Mortality (18 RCTs):
Mortality ranged from 0% to 7% in the fluoroquinolone group and from 0.5% to 8% in the comparator antibiotics. There was no difference between fluoroquinolone and comparator in mortality (OR 0.85, 95% CI 0.65 to 1.12). There was no statistically significant heterogeneity.
Treatment success (15 trials):
Treatment was successful for 84.2% of patients in the fluoroquinolone group and 82.2% in the comparator group. Significantly more patients in the fluoroquinolone group had treatment success than in the comparison group (OR 1.17, 95% CI 1.00 to 1.36). Similar results were obtained from the analysis based on patients for whom outcome data were available at the end of the study. There was no statistically significant heterogeneity.
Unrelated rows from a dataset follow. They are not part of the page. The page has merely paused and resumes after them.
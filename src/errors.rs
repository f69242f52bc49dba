//! Errores de la capa de aplicación.

use pipeflow_core::{BuildError, RunError};
use thiserror::Error;

#[derive(Debug, Error)]
pub enum AppError {
    #[error("Error de configuración: {0}")]
    Config(String),
    #[error("Error en IO: {0}")]
    Io(#[from] std::io::Error),
    #[error("Pipeline inválido: {0}")]
    Build(#[from] BuildError),
    #[error("Run rechazado: {0}")]
    Run(#[from] RunError),
    #[error("Error de serialización: {0}")]
    Serde(#[from] serde_json::Error),
}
Significantly more patients who received fluoroquinolones had treatment success than the comparator group where pneumonia was severe (OR 1.84, 95% CI 1.02 to 3.29; seven RCTs), where intravenous therapy was used (OR 1.44, 95% CI 1.13 to 1.85; 11 trials) and where patients were admitted to hospital (OR 1.30, 95% CI 1.04 to 1.61; 15 RCTs), but not in subgroups of studies of patients with mild to moderate pneumonia or moderate to severe pneumonia, trials that used oral therapy or that included outpatients. Significantly more patients who received fluoroquinolones had treatment success compared to combination therapy (OR 1.39, 95% CI 1.02 to 1.90; seven RCTs), but not β-lactam or macrolide monotherapy. Other subgroups where there was no significant difference in effectiveness between fluoroquinolone and comparator were the patients with Streptococcus pneumonia, bacteraemic pneumonia or bacteraemic pneumonia due to Streptococcus pneumonia.
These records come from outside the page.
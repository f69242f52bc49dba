use std::panic::{self, AssertUnwindSafe};
use std::sync::Arc;
use std::time::Instant;

use serde::{Deserialize, Serialize};
use serde_json::json;

use super::function::StepFn;
use super::run_result::{Failure, StepOutcome, StepRun};
use crate::errors::StepError;
use crate::path::Path;
use crate::validation::{default_validator, same_validator, OutputSchema, Schema, SchemaRegistry, ValidationContext,
                        Validator};
use crate::value::{Bindings, Value};

/// Tipo descriptivo del step; no cambia la forma de ejecutarlo.
#[derive(Debug, Clone, Copy, PartialEq, Eq, Hash, Serialize, Deserialize)]
#[serde(rename_all = "lowercase")]
pub enum StepKind {
    Action,
    Transformation,
}

/// Definición (y, tras un run, registro) de un step.
///
/// Los campos de ejecución (`index`, `run`) sólo los escriben el builder y
/// el engine; desde fuera el step es de sólo lectura.
#[derive(Debug, Clone)]
pub struct Step {
    pub(crate) name: String,
    pub(crate) kind: StepKind,
    pub(crate) function: StepFn,
    pub(crate) inputs: Vec<Path>,
    pub(crate) output: Option<Path>,
    pub(crate) schema: OutputSchema,
    pub(crate) bindings: Bindings,
    pub(crate) validator: Arc<dyn Validator>,
    pub(crate) index: Option<usize>,
    pub(crate) run: Option<StepRun>,
}

/// Atajo de `Step::action`.
pub fn action<I, P>(name: impl Into<String>, function: StepFn, inputs: I) -> Step
    where I: IntoIterator<Item = P>,
          P: Into<Path>
{
    Step::action(name, function, inputs)
}

/// Atajo de `Step::transformation`.
pub fn transformation<I, P>(name: impl Into<String>, function: StepFn, inputs: I) -> Step
    where I: IntoIterator<Item = P>,
          P: Into<Path>
{
    Step::transformation(name, function, inputs)
}

impl Step {
    pub fn new<I, P>(kind: StepKind, name: impl Into<String>, function: StepFn, inputs: I) -> Self
        where I: IntoIterator<Item = P>,
              P: Into<Path>
    {
        Self { name: name.into(),
               kind,
               function,
               inputs: inputs.into_iter().map(Into::into).collect(),
               output: None,
               schema: OutputSchema::None,
               bindings: Bindings::new(),
               validator: default_validator(),
               index: None,
               run: None }
    }

    pub fn action<I, P>(name: impl Into<String>, function: StepFn, inputs: I) -> Self
        where I: IntoIterator<Item = P>,
              P: Into<Path>
    {
        Self::new(StepKind::Action, name, function, inputs)
    }

    pub fn transformation<I, P>(name: impl Into<String>, function: StepFn, inputs: I) -> Self
        where I: IntoIterator<Item = P>,
              P: Into<Path>
    {
        Self::new(StepKind::Transformation, name, function, inputs)
    }

    /// Path del estado donde se escribe el resultado.
    pub fn with_output(mut self, output: impl Into<Path>) -> Self {
        self.output = Some(output.into());
        self
    }

    pub fn with_schema(mut self, schema: Schema) -> Self {
        self.schema = OutputSchema::Inline(schema);
        self
    }

    /// Referencia a un esquema registrado; se resuelve al validar.
    pub fn with_schema_ref(mut self, name: impl Into<String>) -> Self {
        self.schema = OutputSchema::Named(name.into());
        self
    }

    pub fn with_bindings(mut self, bindings: Bindings) -> Self {
        self.bindings.extend(bindings);
        self
    }

    pub fn with_binding(mut self, key: impl Into<String>, value: impl Into<Value>) -> Self {
        self.bindings.insert(key.into(), value.into());
        self
    }

    pub fn with_validator(mut self, validator: Arc<dyn Validator>) -> Self {
        self.validator = validator;
        self
    }

    pub fn name(&self) -> &str {
        &self.name
    }

    pub fn kind(&self) -> StepKind {
        self.kind
    }

    pub fn function(&self) -> &StepFn {
        &self.function
    }

    pub fn inputs(&self) -> &[Path] {
        &self.inputs
    }

    pub fn output(&self) -> Option<&Path> {
        self.output.as_ref()
    }

    pub fn schema(&self) -> &OutputSchema {
        &self.schema
    }

    pub fn validator(&self) -> &Arc<dyn Validator> {
        &self.validator
    }

    /// Posición asignada por el builder; `None` para un step suelto.
    pub fn sequence_index(&self) -> Option<usize> {
        self.index
    }

    pub fn run(&self) -> Option<&StepRun> {
        self.run.as_ref()
    }

    /// Copia del step con el estado de ejecución descartado.
    pub(crate) fn reset(self) -> Self {
        Self { index: None,
               run: None,
               ..self }
    }

    /// Ejecuta la función con los argumentos ya resueltos y valida el
    /// resultado. No modifica `self`: el engine guarda el `StepRun`.
    ///
    /// `elapsed_ms` mide sólo la invocación. Un panic dentro de la función se
    /// registra como fallo `exception`.
    pub(crate) fn execute(&self, args: Vec<Value>, registry: &SchemaRegistry) -> StepRun {
        let started = Instant::now();
        let invoked = panic::catch_unwind(AssertUnwindSafe(|| self.function.call(&args)));
        let elapsed_ms = started.elapsed().as_secs_f64() * 1000.0;

        let outcome = match invoked {
            Err(payload) => StepOutcome::Failure(Failure::Exception { error: StepError::from_panic(payload) }),
            Ok(Err(error)) => StepOutcome::Failure(Failure::Exception { error }),
            Ok(Ok(value)) => self.check_output(value, registry),
        };

        StepRun { resolved_args: args,
                  elapsed_ms,
                  outcome }
    }

    fn check_output(&self, value: Value, registry: &SchemaRegistry) -> StepOutcome {
        let schema = match self.schema.resolve(registry) {
            Ok(Some(schema)) => schema,
            Ok(None) => return StepOutcome::Success(value),
            Err(name) => {
                let error = StepError::new(format!("unknown schema '{name}'"));
                return StepOutcome::Failure(Failure::Exception { error });
            }
        };
        let ctx = ValidationContext { step_name: &self.name,
                                      step_index: self.index.unwrap_or_default(),
                                      registry };
        if self.validator.is_valid(&ctx, schema, &value) {
            StepOutcome::Success(value)
        } else {
            let explanation = self.validator.explain(&ctx, schema, &value);
            StepOutcome::Failure(Failure::InvalidOutput { value, explanation })
        }
    }

    /// Forma del step sin la función ni el validador (para hashing/reportes).
    pub fn shape_json(&self) -> serde_json::Value {
        json!({
            "name": self.name,
            "kind": self.kind,
            "arity": self.function.arity(),
            "inputs": self.inputs,
            "output": self.output,
            "schema": self.schema,
            "bindings": self.bindings,
            "index": self.index,
        })
    }
}

impl PartialEq for Step {
    fn eq(&self, other: &Self) -> bool {
        self.name == other.name
        && self.kind == other.kind
        && self.function == other.function
        && self.inputs == other.inputs
        && self.output == other.output
        && self.schema == other.schema
        && self.bindings == other.bindings
        && same_validator(&self.validator, &other.validator)
        && self.index == other.index
        && self.run == other.run
    }
}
Analyses based on study quality and source of funding found that fluoroquinolones were not more effective than comparator in the subgroup of studies funded by pharmaceutical companies and in the subgroup of high-quality studies; although in the latter these studies were of patients with milder pneumonia. The authors stated that they did not find evidence of publication bias.
Fluoroquinolones were associated with significantly fewer adverse outcomes than comparator antibiotics (OR 0.86, 95% CI 0.78 to 0.96), although withdrawal due to adverse effects was similar in both groups. Most adverse outcomes were mild to moderately severe disturbances of the gastrointestinal tract.